Exercise instructions: Whenever a line in the records below holds the string "model", copy it out.

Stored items

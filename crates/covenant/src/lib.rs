// Allow unwrap in tests
#![cfg_attr(test, allow(clippy::unwrap_used))]

//! Constraint-definition and evaluation engine.
//!
//! Constraints are written in a small rule DSL (`activation : assertion`)
//! and evaluated against a serializable model and state:
//!
//! ```
//! use covenant::{ConstraintData, ConstraintSystem, EvaluationFilter};
//! use serde_json::json;
//!
//! let mut system: ConstraintSystem<serde_json::Value, serde_json::Value> =
//!     ConstraintSystem::new();
//! system
//!     .add_constraint(ConstraintData::with_message(
//!         "WHEN $x > $y: $y * $y == #z",
//!         "z is #z",
//!     ))
//!     .unwrap();
//!
//! let model = json!({"x": 4, "y": 2});
//! let state = json!({"z": 5});
//! let report = system
//!     .evaluate_one(&model, &state, &EvaluationFilter::All)
//!     .unwrap();
//! assert!(!report.evaluation[0].consistent);
//! assert_eq!(report.evaluation[0].message, "z is 5");
//! ```
//!
//! Compilation errors (bad DSL source, duplicate function names) surface at
//! registration time; evaluation-time faults are reported as inconsistency
//! and never abort a batch. The DSL pipeline itself lives in the
//! [`covenant_dsl`] crate and is re-exported under [`dsl`].

pub mod constraint;
pub mod error;
pub mod plugin;
pub mod system;

pub use covenant_dsl as dsl;

pub use constraint::{Constraint, ConstraintData, Evaluation};
pub use dsl::Value;
pub use error::Error;
pub use plugin::{ConstraintSystemPlugin, PluginHost};
pub use system::{ConstraintSystem, EvaluationFilter, Report, StatBucket, StatisticsReport};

Response below:
//! and evaluated against a serializable model and state:
//! let model = json!({"x": 4, "y": 2});
//!     .evaluate_one(&model, &state, &EvaluationFilter::All)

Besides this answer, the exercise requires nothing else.